Task to complete ▸ In the entries below, count the lines that include the word "returns" and reply with the number alone.

(Saved entries)
═══

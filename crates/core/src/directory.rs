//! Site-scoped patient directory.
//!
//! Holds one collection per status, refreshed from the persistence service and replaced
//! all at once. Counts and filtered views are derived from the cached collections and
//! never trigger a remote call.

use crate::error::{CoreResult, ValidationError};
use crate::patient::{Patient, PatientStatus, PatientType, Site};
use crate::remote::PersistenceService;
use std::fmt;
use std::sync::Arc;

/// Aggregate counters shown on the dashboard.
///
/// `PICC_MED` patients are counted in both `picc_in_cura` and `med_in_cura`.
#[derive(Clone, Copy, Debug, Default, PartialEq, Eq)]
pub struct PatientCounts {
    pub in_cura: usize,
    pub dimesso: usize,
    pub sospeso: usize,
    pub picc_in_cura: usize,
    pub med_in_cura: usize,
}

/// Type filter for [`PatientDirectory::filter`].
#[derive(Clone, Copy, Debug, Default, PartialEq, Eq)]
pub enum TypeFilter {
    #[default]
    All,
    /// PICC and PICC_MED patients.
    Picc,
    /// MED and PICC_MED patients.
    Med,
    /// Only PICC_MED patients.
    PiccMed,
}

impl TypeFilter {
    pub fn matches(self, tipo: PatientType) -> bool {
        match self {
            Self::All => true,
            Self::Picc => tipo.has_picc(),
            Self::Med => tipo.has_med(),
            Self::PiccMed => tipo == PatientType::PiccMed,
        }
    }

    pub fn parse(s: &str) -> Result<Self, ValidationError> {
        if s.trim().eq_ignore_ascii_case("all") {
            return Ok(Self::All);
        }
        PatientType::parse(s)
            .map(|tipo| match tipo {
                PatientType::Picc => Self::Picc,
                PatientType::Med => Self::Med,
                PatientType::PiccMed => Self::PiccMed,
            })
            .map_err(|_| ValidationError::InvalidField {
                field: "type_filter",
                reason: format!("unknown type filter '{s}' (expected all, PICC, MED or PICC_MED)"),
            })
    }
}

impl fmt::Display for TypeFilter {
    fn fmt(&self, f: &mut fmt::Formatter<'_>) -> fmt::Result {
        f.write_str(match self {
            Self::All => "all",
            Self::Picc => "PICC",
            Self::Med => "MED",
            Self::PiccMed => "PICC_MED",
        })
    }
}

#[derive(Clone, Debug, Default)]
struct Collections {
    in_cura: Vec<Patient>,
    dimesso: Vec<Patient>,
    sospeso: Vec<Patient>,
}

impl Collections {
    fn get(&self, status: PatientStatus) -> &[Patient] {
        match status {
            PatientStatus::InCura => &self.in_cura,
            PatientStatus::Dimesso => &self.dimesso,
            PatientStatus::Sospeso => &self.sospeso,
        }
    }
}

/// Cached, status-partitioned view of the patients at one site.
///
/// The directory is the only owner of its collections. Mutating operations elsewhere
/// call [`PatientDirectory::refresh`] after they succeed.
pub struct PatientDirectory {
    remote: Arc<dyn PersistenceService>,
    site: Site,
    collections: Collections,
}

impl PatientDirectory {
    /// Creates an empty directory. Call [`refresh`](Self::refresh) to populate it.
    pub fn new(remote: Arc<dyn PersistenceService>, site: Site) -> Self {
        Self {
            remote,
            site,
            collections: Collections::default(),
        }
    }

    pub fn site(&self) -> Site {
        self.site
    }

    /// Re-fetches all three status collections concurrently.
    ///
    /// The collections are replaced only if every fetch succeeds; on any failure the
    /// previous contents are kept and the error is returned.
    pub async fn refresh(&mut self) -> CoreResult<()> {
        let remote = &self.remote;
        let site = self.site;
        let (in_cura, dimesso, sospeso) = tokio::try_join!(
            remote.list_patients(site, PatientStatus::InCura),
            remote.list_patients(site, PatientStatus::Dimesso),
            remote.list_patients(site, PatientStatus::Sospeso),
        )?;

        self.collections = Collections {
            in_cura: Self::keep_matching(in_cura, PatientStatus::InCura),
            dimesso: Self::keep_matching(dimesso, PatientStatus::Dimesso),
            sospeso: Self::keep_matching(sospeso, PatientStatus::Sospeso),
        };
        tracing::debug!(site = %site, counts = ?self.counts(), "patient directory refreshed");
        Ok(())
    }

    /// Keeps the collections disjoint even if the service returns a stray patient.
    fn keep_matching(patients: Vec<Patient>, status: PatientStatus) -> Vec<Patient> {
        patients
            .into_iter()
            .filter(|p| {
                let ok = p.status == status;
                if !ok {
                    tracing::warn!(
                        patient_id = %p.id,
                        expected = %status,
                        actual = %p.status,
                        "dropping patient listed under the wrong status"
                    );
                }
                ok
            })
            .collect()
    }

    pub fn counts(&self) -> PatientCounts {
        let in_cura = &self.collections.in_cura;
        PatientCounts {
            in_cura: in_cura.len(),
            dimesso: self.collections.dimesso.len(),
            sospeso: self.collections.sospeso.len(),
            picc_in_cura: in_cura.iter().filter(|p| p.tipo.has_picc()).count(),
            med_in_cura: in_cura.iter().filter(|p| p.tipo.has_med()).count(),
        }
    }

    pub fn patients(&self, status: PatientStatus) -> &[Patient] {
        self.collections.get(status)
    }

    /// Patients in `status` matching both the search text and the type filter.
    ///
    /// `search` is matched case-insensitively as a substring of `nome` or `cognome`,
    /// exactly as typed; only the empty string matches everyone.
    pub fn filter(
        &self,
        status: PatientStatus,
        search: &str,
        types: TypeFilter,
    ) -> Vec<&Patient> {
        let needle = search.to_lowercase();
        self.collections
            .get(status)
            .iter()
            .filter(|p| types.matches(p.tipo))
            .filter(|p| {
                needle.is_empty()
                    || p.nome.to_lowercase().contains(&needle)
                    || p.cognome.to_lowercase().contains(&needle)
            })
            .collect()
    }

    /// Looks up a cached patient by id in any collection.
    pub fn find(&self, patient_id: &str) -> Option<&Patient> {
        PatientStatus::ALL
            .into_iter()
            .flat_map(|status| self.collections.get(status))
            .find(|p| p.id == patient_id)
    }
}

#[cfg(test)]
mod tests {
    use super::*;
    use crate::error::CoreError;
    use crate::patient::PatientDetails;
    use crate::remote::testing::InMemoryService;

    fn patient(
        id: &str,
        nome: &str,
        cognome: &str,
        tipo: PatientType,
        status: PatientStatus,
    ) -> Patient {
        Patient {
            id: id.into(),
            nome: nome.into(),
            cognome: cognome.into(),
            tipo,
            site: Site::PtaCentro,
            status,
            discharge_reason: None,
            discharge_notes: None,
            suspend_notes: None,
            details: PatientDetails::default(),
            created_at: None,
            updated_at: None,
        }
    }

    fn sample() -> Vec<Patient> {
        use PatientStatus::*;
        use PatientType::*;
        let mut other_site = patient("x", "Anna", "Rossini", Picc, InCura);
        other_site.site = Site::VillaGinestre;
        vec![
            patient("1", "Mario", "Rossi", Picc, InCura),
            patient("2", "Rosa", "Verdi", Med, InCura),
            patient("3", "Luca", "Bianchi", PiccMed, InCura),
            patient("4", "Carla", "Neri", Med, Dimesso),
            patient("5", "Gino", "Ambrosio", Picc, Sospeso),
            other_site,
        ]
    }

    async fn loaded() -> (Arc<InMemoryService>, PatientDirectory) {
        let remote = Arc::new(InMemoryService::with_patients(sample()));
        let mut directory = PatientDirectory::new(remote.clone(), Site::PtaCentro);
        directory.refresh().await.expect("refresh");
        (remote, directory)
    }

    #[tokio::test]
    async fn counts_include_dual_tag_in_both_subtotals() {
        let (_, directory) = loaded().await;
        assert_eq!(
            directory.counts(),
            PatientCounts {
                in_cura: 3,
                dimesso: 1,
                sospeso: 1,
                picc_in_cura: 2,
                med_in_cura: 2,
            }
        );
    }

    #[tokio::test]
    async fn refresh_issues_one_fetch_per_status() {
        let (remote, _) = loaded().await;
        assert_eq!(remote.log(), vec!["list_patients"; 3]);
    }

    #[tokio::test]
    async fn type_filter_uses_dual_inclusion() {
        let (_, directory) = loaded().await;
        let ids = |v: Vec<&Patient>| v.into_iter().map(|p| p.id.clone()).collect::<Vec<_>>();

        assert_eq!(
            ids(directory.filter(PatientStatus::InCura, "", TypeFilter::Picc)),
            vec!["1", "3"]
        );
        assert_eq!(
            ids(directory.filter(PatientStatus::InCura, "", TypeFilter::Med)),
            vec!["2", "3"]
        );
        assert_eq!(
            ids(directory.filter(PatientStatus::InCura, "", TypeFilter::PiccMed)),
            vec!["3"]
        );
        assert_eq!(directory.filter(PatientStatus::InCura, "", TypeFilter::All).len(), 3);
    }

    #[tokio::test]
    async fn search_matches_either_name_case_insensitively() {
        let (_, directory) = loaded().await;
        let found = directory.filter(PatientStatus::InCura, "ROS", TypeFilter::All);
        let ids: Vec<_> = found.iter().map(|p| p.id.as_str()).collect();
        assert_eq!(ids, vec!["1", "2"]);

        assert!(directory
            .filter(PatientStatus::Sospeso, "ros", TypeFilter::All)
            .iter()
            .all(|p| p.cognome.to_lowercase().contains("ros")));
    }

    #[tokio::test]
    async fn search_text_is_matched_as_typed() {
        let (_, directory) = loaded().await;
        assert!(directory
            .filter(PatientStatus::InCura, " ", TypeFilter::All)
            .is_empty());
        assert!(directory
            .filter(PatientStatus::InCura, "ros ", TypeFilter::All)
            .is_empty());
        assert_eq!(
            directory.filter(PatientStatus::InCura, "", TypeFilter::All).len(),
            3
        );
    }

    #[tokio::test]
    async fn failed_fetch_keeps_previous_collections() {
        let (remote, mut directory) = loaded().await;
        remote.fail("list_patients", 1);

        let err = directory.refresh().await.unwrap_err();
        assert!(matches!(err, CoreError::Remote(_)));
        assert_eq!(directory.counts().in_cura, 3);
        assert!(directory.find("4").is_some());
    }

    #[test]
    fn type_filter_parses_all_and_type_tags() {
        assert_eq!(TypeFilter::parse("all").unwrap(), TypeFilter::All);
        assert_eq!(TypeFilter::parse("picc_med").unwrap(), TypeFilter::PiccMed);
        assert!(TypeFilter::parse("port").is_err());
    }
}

═══

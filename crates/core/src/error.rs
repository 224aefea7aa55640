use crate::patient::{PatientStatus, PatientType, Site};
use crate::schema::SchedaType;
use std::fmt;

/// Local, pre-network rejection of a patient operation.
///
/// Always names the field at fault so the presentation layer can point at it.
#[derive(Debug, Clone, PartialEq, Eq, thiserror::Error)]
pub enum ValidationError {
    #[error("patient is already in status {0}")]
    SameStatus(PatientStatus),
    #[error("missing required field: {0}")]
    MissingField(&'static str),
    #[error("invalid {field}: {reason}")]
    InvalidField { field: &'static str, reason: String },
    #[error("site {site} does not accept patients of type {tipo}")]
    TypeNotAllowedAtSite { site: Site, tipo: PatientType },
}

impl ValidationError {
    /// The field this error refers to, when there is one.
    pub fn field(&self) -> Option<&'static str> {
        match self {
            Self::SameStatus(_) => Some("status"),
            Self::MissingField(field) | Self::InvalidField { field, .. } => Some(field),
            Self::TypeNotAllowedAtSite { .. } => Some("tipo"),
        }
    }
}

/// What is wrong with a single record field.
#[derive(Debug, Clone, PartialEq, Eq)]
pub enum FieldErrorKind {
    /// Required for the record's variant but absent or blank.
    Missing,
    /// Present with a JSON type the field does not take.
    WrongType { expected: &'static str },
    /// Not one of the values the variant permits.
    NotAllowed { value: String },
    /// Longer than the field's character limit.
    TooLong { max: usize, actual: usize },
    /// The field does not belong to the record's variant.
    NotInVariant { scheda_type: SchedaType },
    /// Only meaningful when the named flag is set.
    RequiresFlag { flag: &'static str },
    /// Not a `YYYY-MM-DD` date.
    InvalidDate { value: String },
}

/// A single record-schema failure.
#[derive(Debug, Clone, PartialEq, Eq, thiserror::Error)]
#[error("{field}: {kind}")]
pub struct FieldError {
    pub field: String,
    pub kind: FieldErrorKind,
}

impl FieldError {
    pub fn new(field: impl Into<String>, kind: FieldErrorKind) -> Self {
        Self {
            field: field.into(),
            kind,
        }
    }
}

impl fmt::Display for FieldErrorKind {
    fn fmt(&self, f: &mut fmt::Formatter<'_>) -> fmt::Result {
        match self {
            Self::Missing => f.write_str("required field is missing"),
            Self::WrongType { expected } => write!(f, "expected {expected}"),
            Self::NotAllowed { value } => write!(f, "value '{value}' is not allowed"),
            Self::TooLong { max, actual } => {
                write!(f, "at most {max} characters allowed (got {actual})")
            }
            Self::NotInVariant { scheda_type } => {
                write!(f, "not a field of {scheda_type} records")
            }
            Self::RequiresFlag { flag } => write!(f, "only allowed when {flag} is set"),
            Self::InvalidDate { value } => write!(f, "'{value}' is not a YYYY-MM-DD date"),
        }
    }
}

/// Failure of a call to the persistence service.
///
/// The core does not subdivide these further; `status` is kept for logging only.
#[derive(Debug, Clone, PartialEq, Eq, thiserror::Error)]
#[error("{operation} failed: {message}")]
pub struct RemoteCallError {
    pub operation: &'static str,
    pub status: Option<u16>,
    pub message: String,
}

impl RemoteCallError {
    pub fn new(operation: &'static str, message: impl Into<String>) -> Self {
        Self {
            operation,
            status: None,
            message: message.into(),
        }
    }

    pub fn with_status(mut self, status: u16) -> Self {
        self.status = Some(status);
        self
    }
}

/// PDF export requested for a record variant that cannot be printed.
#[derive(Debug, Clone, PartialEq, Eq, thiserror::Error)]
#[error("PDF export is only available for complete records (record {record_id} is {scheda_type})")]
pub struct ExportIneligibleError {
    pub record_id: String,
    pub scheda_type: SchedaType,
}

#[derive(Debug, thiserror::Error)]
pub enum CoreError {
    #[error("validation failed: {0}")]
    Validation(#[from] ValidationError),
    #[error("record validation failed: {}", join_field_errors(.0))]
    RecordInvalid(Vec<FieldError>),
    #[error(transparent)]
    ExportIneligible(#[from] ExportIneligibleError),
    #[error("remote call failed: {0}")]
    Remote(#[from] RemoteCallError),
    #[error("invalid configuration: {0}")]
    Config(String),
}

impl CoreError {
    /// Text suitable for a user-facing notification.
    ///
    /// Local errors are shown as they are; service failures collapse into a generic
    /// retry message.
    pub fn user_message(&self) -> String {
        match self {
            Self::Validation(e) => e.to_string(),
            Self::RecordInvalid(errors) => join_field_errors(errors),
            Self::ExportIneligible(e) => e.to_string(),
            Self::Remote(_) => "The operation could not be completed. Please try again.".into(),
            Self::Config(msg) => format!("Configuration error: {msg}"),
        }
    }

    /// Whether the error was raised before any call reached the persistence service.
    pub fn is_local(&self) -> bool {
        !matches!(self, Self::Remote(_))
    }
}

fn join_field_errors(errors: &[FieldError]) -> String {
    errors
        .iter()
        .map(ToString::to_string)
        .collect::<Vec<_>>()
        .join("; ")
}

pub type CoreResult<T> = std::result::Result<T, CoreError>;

═══

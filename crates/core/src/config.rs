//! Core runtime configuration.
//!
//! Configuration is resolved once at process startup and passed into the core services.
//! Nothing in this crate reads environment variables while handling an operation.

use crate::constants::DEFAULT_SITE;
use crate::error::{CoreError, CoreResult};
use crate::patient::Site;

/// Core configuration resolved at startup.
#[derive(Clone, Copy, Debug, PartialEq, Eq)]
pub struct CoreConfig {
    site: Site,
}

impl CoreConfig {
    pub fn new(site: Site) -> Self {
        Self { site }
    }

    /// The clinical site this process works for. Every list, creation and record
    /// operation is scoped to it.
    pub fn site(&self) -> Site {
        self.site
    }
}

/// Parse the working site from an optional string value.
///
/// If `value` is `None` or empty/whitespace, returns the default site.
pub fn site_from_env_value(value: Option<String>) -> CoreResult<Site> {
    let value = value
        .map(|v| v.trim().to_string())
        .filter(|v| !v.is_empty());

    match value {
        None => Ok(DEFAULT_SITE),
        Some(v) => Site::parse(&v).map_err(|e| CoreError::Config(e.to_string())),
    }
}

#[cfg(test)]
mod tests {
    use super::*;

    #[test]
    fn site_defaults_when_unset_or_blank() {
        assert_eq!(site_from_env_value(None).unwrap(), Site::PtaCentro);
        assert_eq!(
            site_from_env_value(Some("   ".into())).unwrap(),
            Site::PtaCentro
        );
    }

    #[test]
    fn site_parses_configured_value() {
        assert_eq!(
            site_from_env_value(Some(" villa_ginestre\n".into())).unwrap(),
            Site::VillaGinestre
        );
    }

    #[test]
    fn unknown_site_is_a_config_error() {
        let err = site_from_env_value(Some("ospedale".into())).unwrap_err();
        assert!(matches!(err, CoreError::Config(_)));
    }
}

═══

Completed task ▸ 2